O balanço de riscos continua simétrico,
apesar de o crescimento estar acima do esperado, o que não ajuda o esforço de
conter a inflação, de as incertezas fiscais permanecerem e medidas que tragam
“sustentação da demanda agregada” irem na rota contrária da política monetária,
podendo trazer “risco de alta para o cenário inflacionário”.
No entanto, o BC adicionou novos
ingredientes que para ele aumentam as chances de reversão da inflação não muito
adiante. Alguns são conhecidos, como a ação retardada dos aumentos de juros,
que ainda não se fizeram sentir e, na economia, a recuperação plena dos serviços
propiciada pelo arrefecimento da pandemia, que deixará de impulsionar mais
aumentos da demanda no segundo semestre.
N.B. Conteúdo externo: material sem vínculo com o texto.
mod common;

use std::time::Duration;

use assert_matches::assert_matches;
use worktrack_core::error::CoreError;
use worktrack_lifecycle::expiration::{ExpirationOutcome, ReconcileReport};
use worktrack_lifecycle::join::JoinRequest;
use worktrack_lifecycle::ServiceSettings;

use common::{harness, harness_with, minutes_from_now, wait_for_completion};

// ---------------------------------------------------------------------------
// Startup reconciliation
// ---------------------------------------------------------------------------

#[tokio::test]
async fn overdue_session_is_completed_on_startup_without_timer() {
    let h = harness();
    let overdue = h
        .store
        .insert_session("alice", "", minutes_from_now(-70), minutes_from_now(-10));

    let report = h.service.initialize_from_database().await.unwrap();

    assert_eq!(
        report,
        ReconcileReport {
            completed: 1,
            ..ReconcileReport::default()
        }
    );
    assert!(!h.store.session(overdue.id).unwrap().is_active());
    assert_eq!(h.publisher.ended_count(overdue.id), 1);
    assert_eq!(h.service.expiration().registry().total_armed(), 0);

    // A second pass finds nothing left to do.
    let again = h.service.initialize_from_database().await.unwrap();
    assert_eq!(again, ReconcileReport::default());
    assert_eq!(h.publisher.ended_count(overdue.id), 1);
    assert_eq!(h.store.completions_applied(), 1);
}

#[tokio::test]
async fn future_sessions_get_timers_on_startup() {
    let h = harness();
    let pending = h
        .store
        .insert_session("alice", "", minutes_from_now(-10), minutes_from_now(30));
    let overdue = h
        .store
        .insert_session("bob", "", minutes_from_now(-90), minutes_from_now(-1));

    let report = h.service.initialize_from_database().await.unwrap();

    assert_eq!(report.scheduled, 1);
    assert_eq!(report.completed, 1);
    let registry = h.service.expiration().registry();
    assert_eq!(registry.deadline(pending.id), Some(pending.planned_end));
    assert!(!registry.is_armed(overdue.id));
    assert!(h.store.session(pending.id).unwrap().is_active());
}

#[tokio::test]
async fn reconciliation_fails_fast_when_store_is_down() {
    let h = harness();
    h.store.set_unavailable(true);
    assert_matches!(
        h.service.initialize_from_database().await,
        Err(CoreError::StorageUnavailable(_))
    );
}

// ---------------------------------------------------------------------------
// Firing
// ---------------------------------------------------------------------------

#[tokio::test]
async fn timer_completes_session_at_planned_end() {
    let h = harness_with(ServiceSettings {
        default_duration: chrono::Duration::milliseconds(200),
        ..ServiceSettings::default()
    });
    let joined = h.service.join(&JoinRequest::new("alice", "")).await.unwrap();

    let session = wait_for_completion(&h.store, joined.session_id, Duration::from_secs(5)).await;

    assert!(!session.is_active());
    assert_eq!(h.publisher.ended_count(joined.session_id), 1);
    assert!(!h.service.expiration().registry().is_armed(joined.session_id));
}

#[tokio::test]
async fn out_before_deadline_prevents_expiry() {
    let h = harness_with(ServiceSettings {
        default_duration: chrono::Duration::milliseconds(300),
        ..ServiceSettings::default()
    });
    let joined = h.service.join(&JoinRequest::new("alice", "")).await.unwrap();
    let out = h.service.out("alice").await.unwrap();

    tokio::time::sleep(Duration::from_millis(600)).await;

    assert_eq!(
        h.store.session(joined.session_id).unwrap().actual_end,
        Some(out.actual_end)
    );
    assert_eq!(h.publisher.ended_count(joined.session_id), 1);
}

#[tokio::test]
async fn expiring_completed_session_is_noop() {
    let h = harness();
    let joined = h.service.join(&JoinRequest::new("alice", "")).await.unwrap();
    h.service.out("alice").await.unwrap();

    let outcome = h
        .service
        .expiration()
        .handle_expiration(joined.session_id, joined.user_id)
        .await
        .unwrap();

    assert_eq!(outcome, ExpirationOutcome::AlreadyCompleted);
    assert_eq!(h.publisher.ended_count(joined.session_id), 1);
}

#[tokio::test]
async fn extended_session_is_not_due() {
    let h = harness();
    let session = h
        .store
        .insert_session("alice", "", minutes_from_now(-5), minutes_from_now(10));

    let outcome = h
        .service
        .expiration()
        .handle_expiration(session.id, session.user_id)
        .await
        .unwrap();

    assert_eq!(
        outcome,
        ExpirationOutcome::Postponed {
            planned_end: session.planned_end
        }
    );
    assert!(h.store.session(session.id).unwrap().is_active());
}

#[tokio::test]
async fn missing_session_is_reported() {
    let h = harness();
    let outcome = h.service.expiration().handle_expiration(404, 1).await.unwrap();
    assert_eq!(outcome, ExpirationOutcome::Missing);
}

#[tokio::test(flavor = "multi_thread", worker_threads = 4)]
async fn racing_completions_apply_once() {
    let h = harness();
    let session = h
        .store
        .insert_session("alice", "", minutes_from_now(-60), minutes_from_now(-1));

    let expirations: Vec<_> = (0..3)
        .map(|_| {
            let service = h.service.clone();
            tokio::spawn(async move {
                service
                    .expiration()
                    .handle_expiration(session.id, session.user_id)
                    .await
            })
        })
        .collect();
    let out = {
        let service = h.service.clone();
        tokio::spawn(async move { service.out("alice").await })
    };

    let mut completed = 0;
    for handle in expirations {
        if let ExpirationOutcome::Completed { .. } = handle.await.unwrap().unwrap() {
            completed += 1;
        }
    }
    match out.await.unwrap() {
        Ok(_) => {}
        Err(CoreError::SessionNotFound { .. }) => {}
        Err(other) => panic!("unexpected out error: {other}"),
    }

    assert!(completed <= 1);
    assert_eq!(h.store.completions_applied(), 1);
    assert_eq!(h.publisher.ended_count(session.id), 1);
}

#[tokio::test]
async fn shutdown_cancels_pending_timers() {
    let h = harness();
    h.service.join(&JoinRequest::new("alice", "")).await.unwrap();
    h.service.join(&JoinRequest::new("bob", "")).await.unwrap();

    assert_eq!(h.service.shutdown(), 2);
    assert!(h.service.expiration().registry().is_empty());
}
No entanto, o BC acrescentou mais
linhas e parágrafos relevantes sobre o cenário externo.
Na ata anterior, equilibravam-se a
deterioração do ambiente global por pressões inflacionárias e a reorganização
das cadeias de produção, cujas consequências a longo prazo poderiam trazer mais
inflação, por um lado, e aperto da política monetária que provoca desaceleração
global, por outro. Ela apontava que o ajuste dos juros nos países desenvolvidos
ainda deixava as taxas nominais em campo expansionista.
Agora, algo mudou. A “reprecificação” da
política monetária, com aumento da aversão ao risco e piora das condições
financeiras, rebaixou as perspectivas de crescimento global, com consequências
importantes para o trabalho do BC. Antes a ata apontava que havia grandes
incertezas sobre a evolução dos preços das commodities, com “possibilidade de
reversão” desses preços em moeda local. O BC agora deu ênfase, em novo
parágrafo (número 9) aos efeitos da desaceleração global sobre a economia
doméstica. O “contexto de desaceleração”, aponta a ata, favorece a reversão dos
preços das commodities, ainda que “parcial observado nos últimos trimestres”.
Há uma presunção implícita de que o recuo
das commodities que acompanhará o esfriamento global será maior que eventual
valorização do dólar em relação ao real, que possivelmente oscilará mais,
agora, diante da bagunça fiscal e das eleições de outubro. Os próximos meses
dirão se essa esperança foi ou não vã, o que justifica o modo de espera do BC,
composto de “incertezas acima do usual” e “cautela adicional”.